Com base nos dados e teorias levantadas no transcorrer da pesquisa bibliográfica, no que diz respeito ao tema abordado, depreende-se que os fatores tectônicos assumem importância e influencia de caráter singular para a formação, configuração e modelagem da morfologia física do planeta terra em todo seu processo evolutivo.

A configuração da superfície terrestre é o resultado de situações de “equilíbrio dinâmico” ou de “desequilíbrios sustentados”, envolvendo relações cambiantes, no tempo e no espaço, entre forças endógenas e exógenas. A construção dos volumes continentais deve-se à atividade tectônica. A destruição dessas massas é objetivo permanente dos processos morfogenéticos, cujas tipologia e intensidade variam em função da mobilidade crustal e das condições bioclimáticas. (SAADI, 1991).

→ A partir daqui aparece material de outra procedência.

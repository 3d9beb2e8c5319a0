//! Zombie integration test
//!
//! Полный headless App: SimulationPlugin + HeadlessNavigationPlugin + FlatWorld.
//!
//! Проверяем:
//! - спавн → Patrol с точкой в радиусе от spawn point
//! - обнаружение → Chase → Attack, урон по игроку с cooldown
//! - урон по зомби → Chase, смерть → деспавн ровно через задержку

use bevy::prelude::*;
use shambler_simulation::*;

/// Helper: полный App на плоской арене (один warm-up update уже сделан снаружи)
fn create_zombie_app(seed: u64, world: FlatWorld) -> App {
    let mut app = create_headless_app(seed);

    app.add_plugins((SimulationPlugin, HeadlessNavigationPlugin))
        .insert_resource(SpatialQueryService::new(world.clone()))
        .insert_resource(NavSurfaceService::new(world));

    app
}

fn spawn_player(app: &mut App, position: Vec3) -> Entity {
    app.world_mut()
        .spawn((Player, Transform::from_translation(position)))
        .id()
}

/// Первый update без fixed тика (Time<Real> стартует с нуля)
fn warm_up(app: &mut App) {
    app.update();
}

fn ticks(app: &mut App, count: usize) {
    for _ in 0..count {
        app.update();
    }
}

fn state_of(app: &App, zombie: Entity) -> ZombieState {
    *app.world().get::<ZombieState>(zombie).expect("zombie alive")
}

#[test]
fn test_spawned_zombie_starts_patrolling_near_spawn() {
    let mut app = create_zombie_app(42, FlatWorld::arena(50.0));
    let config = ZombieConfig {
        initial_health: 80.0,
        ..default()
    };
    let spawn = Vec3::new(5.0, 0.0, 5.0);
    let zombie = spawn_zombie(app.world_mut(), spawn, config.clone(), None);

    warm_up(&mut app);
    ticks(&mut app, 1);

    assert_eq!(state_of(&app, zombie), ZombieState::Patrol);
    assert_eq!(app.world().get::<SpawnPoint>(zombie).map(|p| p.0), Some(spawn));
    assert_eq!(app.world().get::<Health>(zombie).map(|h| h.current), Some(80.0));

    let memory = app.world().get::<ZombieMemory>(zombie).expect("memory");
    let destination = memory.patrol_destination.expect("first patrol point chosen on spawn");
    assert!(destination.distance(spawn) <= config.patrol_radius);
}

#[test]
fn test_zombie_hunts_and_hits_player() {
    let mut app = create_zombie_app(42, FlatWorld::arena(50.0));
    let player = spawn_player(&mut app, Vec3::new(0.0, 0.0, -8.0));
    let zombie = spawn_zombie(app.world_mut(), Vec3::ZERO, ZombieConfig::default(), Some(player));

    warm_up(&mut app);
    ticks(&mut app, 1);
    assert_eq!(state_of(&app, zombie), ZombieState::Chase);

    // 6м до attack range на 3.5 м/с ≈ 103 тика, дальше удар раз в 1.5с
    ticks(&mut app, 300);

    assert_eq!(state_of(&app, zombie), ZombieState::Attack);

    let zombie_position = app.world().get::<Transform>(zombie).expect("zombie").translation;
    assert!(zombie_position.distance(Vec3::new(0.0, 0.0, -8.0)) <= 2.0 + 1e-3);

    let player_health = app.world().get::<Health>(player).expect("player health").current;
    assert!(player_health < 100.0, "player health = {}", player_health);
    assert_eq!(player_health % 10.0, 0.0, "damage applied in whole hits");
}

#[test]
fn test_wall_blocks_detection() {
    let world = FlatWorld::arena(50.0).with_obstacle(Obstacle::wall(
        Vec3::new(-5.0, 0.0, -5.0),
        Vec3::new(5.0, 3.0, -4.0),
    ));
    let mut app = create_zombie_app(42, world);
    let player = spawn_player(&mut app, Vec3::new(0.0, 0.0, -8.0));
    let zombie = spawn_zombie(app.world_mut(), Vec3::ZERO, ZombieConfig::default(), Some(player));

    warm_up(&mut app);
    ticks(&mut app, 1);

    assert_ne!(state_of(&app, zombie), ZombieState::Chase);
    let memory = app.world().get::<ZombieMemory>(zombie).expect("memory");
    assert!(!memory.target_detected);
}

#[test]
fn test_damage_forces_chase_regardless_of_distance() {
    let mut app = create_zombie_app(42, FlatWorld::arena(100.0));
    let player = spawn_player(&mut app, Vec3::new(60.0, 0.0, 60.0));
    let zombie = spawn_zombie(app.world_mut(), Vec3::ZERO, ZombieConfig::default(), Some(player));

    warm_up(&mut app);
    ticks(&mut app, 1);
    assert_eq!(state_of(&app, zombie), ZombieState::Patrol);

    app.world_mut().send_event(DamageZombie { zombie, amount: 10.0 });
    ticks(&mut app, 1);

    assert_eq!(state_of(&app, zombie), ZombieState::Chase);
    assert_eq!(app.world().get::<Health>(zombie).map(|h| h.current), Some(90.0));

    let nav = app.world().get::<NavAgent>(zombie).expect("nav agent");
    assert_eq!(nav.destination(), Some(Vec3::new(60.0, 0.0, 60.0)));
}

#[test]
fn test_zero_damage_changes_nothing() {
    let mut app = create_zombie_app(42, FlatWorld::arena(100.0));
    let zombie = spawn_zombie(app.world_mut(), Vec3::ZERO, ZombieConfig::default(), None);

    warm_up(&mut app);
    ticks(&mut app, 1);

    app.world_mut().send_event(DamageZombie { zombie, amount: 0.0 });
    ticks(&mut app, 1);

    assert_eq!(state_of(&app, zombie), ZombieState::Patrol);
    assert_eq!(app.world().get::<Health>(zombie).map(|h| h.current), Some(100.0));
}

#[test]
fn test_dead_zombie_despawns_after_delay() {
    let mut app = create_zombie_app(42, FlatWorld::arena(50.0));
    let config = ZombieConfig {
        initial_health: 50.0,
        death_despawn_delay: 0.5,
        ..default()
    };
    let zombie = spawn_zombie(app.world_mut(), Vec3::ZERO, config, None);

    warm_up(&mut app);
    ticks(&mut app, 1);

    app.world_mut().send_event(DamageZombie { zombie, amount: 55.0 });
    ticks(&mut app, 1);

    assert!(app.world().get::<Dead>(zombie).is_some());
    assert_eq!(app.world().get::<Health>(zombie).map(|h| h.current), Some(-5.0));
    let died = app.world().resource::<Events<ZombieDied>>();
    assert_eq!(died.get_cursor().read(died).count(), 1);

    let nav = app.world().get::<NavAgent>(zombie).expect("nav agent");
    assert!(nav.is_halted());

    // Повторный урон по мёртвому — игнор (ZombieDied не дублируется)
    app.world_mut().send_event(DamageZombie { zombie, amount: 10.0 });

    // 0.5s @ 60Hz = 30 тиков после смерти
    ticks(&mut app, 29);
    assert!(app.world().get::<ZombieState>(zombie).is_some(), "despawned too early");
    assert_eq!(app.world().get::<Health>(zombie).map(|h| h.current), Some(-5.0));

    ticks(&mut app, 1);
    assert!(app.world().get::<ZombieState>(zombie).is_none(), "still alive after delay");
}

#[test]
fn test_dead_zombie_stops_thinking() {
    let mut app = create_zombie_app(42, FlatWorld::arena(50.0));
    let player = spawn_player(&mut app, Vec3::new(0.0, 0.0, -1.5));
    let config = ZombieConfig {
        death_despawn_delay: 10.0,
        ..default()
    };
    let zombie = spawn_zombie(app.world_mut(), Vec3::ZERO, config, Some(player));

    warm_up(&mut app);
    app.world_mut().send_event(DamageZombie { zombie, amount: 500.0 });
    ticks(&mut app, 120);

    // Убит до первого тика AI → по игроку ни одного удара
    assert_eq!(app.world().get::<Health>(player).map(|h| h.current), Some(100.0));
}

#[test]
fn test_config_file_loads() {
    let path = concat!(env!("CARGO_MANIFEST_DIR"), "/config/zombie.ron");
    let config = ZombieConfig::load(path).expect("bundled config is valid");

    assert_eq!(config, ZombieConfig::default());
}

/// SimulationPlugin сам задаёт 60Hz, даже поверх TimePlugin (64Hz по умолчанию)
#[test]
fn test_simulation_plugin_sets_fixed_timestep() {
    let mut app = App::new();
    app.add_plugins((MinimalPlugins, SimulationPlugin));

    let timestep = app.world().resource::<Time<Fixed>>().timestep();
    assert_eq!(timestep, Time::<Fixed>::from_hz(SIMULATION_HZ).timestep());
    assert!((timestep.as_secs_f64() - 1.0 / 60.0).abs() < 1e-6);
}
//! PerformAttack — единственный путь урона по цели.

use bevy::prelude::*;

use crate::ai::{AnimationSignal, ANIMATION_ATTACK};

/// Событие: урон по цели (TakeDamage capability цели)
///
/// Несколько зомби могут ударить одну цель в одном тике — сторона цели
/// применяет каждое событие независимо.
#[derive(Event, Debug, Clone, Copy, PartialEq)]
pub struct TargetDamaged {
    pub attacker: Entity,
    pub target: Entity,
    pub amount: f32,
}

/// Атака прошла cooldown gate в Attack state
#[derive(Debug, Clone, Copy, PartialEq)]
pub struct AttackExecuted {
    pub damage: f32,
}

/// Анимация + урон по цели. Цели нет — только анимация.
pub fn perform_attack(
    attacker: Entity,
    target: Option<Entity>,
    attack: AttackExecuted,
    damage_events: &mut EventWriter<TargetDamaged>,
    animation_events: &mut EventWriter<AnimationSignal>,
) {
    animation_events.write(AnimationSignal {
        entity: attacker,
        name: ANIMATION_ATTACK,
    });

    let Some(target) = target else {
        return;
    };

    damage_events.write(TargetDamaged {
        attacker,
        target,
        amount: attack.damage,
    });

    crate::log(&format!("🧟 {:?} attacks {:?} ({:.1} damage)", attacker, target, attack.damage));
}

REFERENCIAS BIBLIOGRAFICAS

CRISTOFOLETTI, A. Geomorfologia. Edgard Blücher: São Paulo. 2 Ed,

1980.

CHRISTOFOLETTI, A. Modelagem de Sistemas Ambientais. São Paulo: Edgard Blücher, 3. ed, 2004.

JATOBÁ, L. CALDAS, R. INTRODUÇÃO A GEOMORFOLOGIA. Bagaço: Recife. 2 Ed. 1998.

SAADI, A. Ensaio sobre a morfotectônica de Minas Gerais. Belo Horizonte-MG, IGC/UFMG. Tese de Professor Titular, 1991. 300 p.